5) The driver says no thank you to the request for a blood test but informs the office that he will happily do the breathalyzer test, or the driver says I won’t take a breath test, but I will take a blood test. The officer marks “Refused.” The driver does not get to choose which test he will take. He must take the test requested by the officer, or he has refused the test.
6) The driver remains silent, refusing to answer yes or no. The driver has refused.
In part 2 of our last post on this subject, November 19, 2012, I opined that generally a driver suspected of driving while intoxicated who is asked to take one of the tests authorized by statute (usually the breathalyzer test) will better off taking the test. For the driver who has been charged with driving while intoxicated before, the decision of whether to give consent to one of the tests requested by the officer becomes much more difficult.
Before finding himself in the situation where he has to make this decision, it is crucial that the driver know his own driving record. Of course it is easy if the driver knows he has never been accused of driving while intoxicated; however, when the driver has been previously arrested for an alcohol/drug-related driving offense, he must know the precise outcome of that case in order to make a rational decision, or to enable any attorney he may consult to be able to help the driver make the best decision. If the driver knows for a fact that the prosecutor refused to prosecute the DWI case, then the driver falls into the category of having no previous alcohol/drug-related driving contacts for the purpose of reaching a decision of whether to consent or not consent.

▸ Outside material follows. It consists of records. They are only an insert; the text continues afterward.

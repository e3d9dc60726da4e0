//! Shared setup for commands: config loading and logging.

use std::path::{Path, PathBuf};

use doomkit::config::{config_file_path, ConfigFile};
use doomkit::logging::{self, LoggingGuard};
use tracing::info;

use crate::error::CliError;

/// Loaded configuration plus the logging guard for one CLI invocation.
pub struct CliRunner {
    config: ConfigFile,
    config_path: PathBuf,
    _log_guard: LoggingGuard,
}

impl CliRunner {
    /// Load the config file and install logging.
    ///
    /// `--verbose` raises the level to `debug` regardless of the file.
    pub fn new(config_path: Option<&Path>, verbose: bool) -> Result<Self, CliError> {
        let config_path = config_path
            .map(Path::to_path_buf)
            .unwrap_or_else(config_file_path);
        let config = ConfigFile::load_from(&config_path)?;

        let mut logging = config.logging.clone();
        if verbose {
            logging.level = "info,doomkit=debug".to_string();
        }
        let log_guard = logging::init(&logging);

        Ok(Self {
            config,
            config_path,
            _log_guard: log_guard,
        })
    }

    /// The loaded configuration.
    pub fn config(&self) -> &ConfigFile {
        &self.config
    }

    /// Path the configuration was loaded from.
    pub fn config_path(&self) -> &Path {
        &self.config_path
    }

    /// Log the startup banner for a command.
    pub fn log_startup(&self, command: &str) {
        info!(
            version = doomkit::VERSION,
            command,
            config = %self.config_path.display(),
            dir = %self.config.assets.target_dir.display(),
            "doomkit starting"
        );
    }
}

If through plea negotiations, the previousDWI charge was amended to a non-alcohol/drug-related driving offense, for example careless and imprudent driving, then the driver still falls into the category of no prior alcohol/drug related driving contacts for purpose of giving or refusing consent. When the driver has been convicted of or entered a plea of guilty to DWI or to the lesser offense (on paper at least) of driving with a blood-alcohol level of .08% or higher, the decision of whether to consent or not consent becomes more complex. A person in this category is considered a “prior offender” and whether to consent or refuse requires legal advice from an attorney who routinely practices DWI defense and who is very familiar with the practices and policies of the prosecuting authorities in the jurisdiction of arrest. The matters the “arrestee” and the attorney he consults must consider will be discuss in the next posting, December 3, 2012.
**DISCLAIMER: This article is intended to provide general information and is not and should not be taken as specific legal advice or as creating an attorney/client relationship with any reader. Any specific situation requires specific legal advice. Anyone facing a legal problem should contact an attorney for specific legal advice and should not rely solely on any information contained in this article. An attorney licensed in the state of Missouri writes all articles and all legal information discussed addresses the law as it stands in Missouri at the time of writing. Not only may there be significant differences in how the law would be applied in Missouri versus other states, the law is not static and can change over time. Nothing in this article is intended to have any relevance outside of the state of Missouri and should be taken as general information only, not legal advice.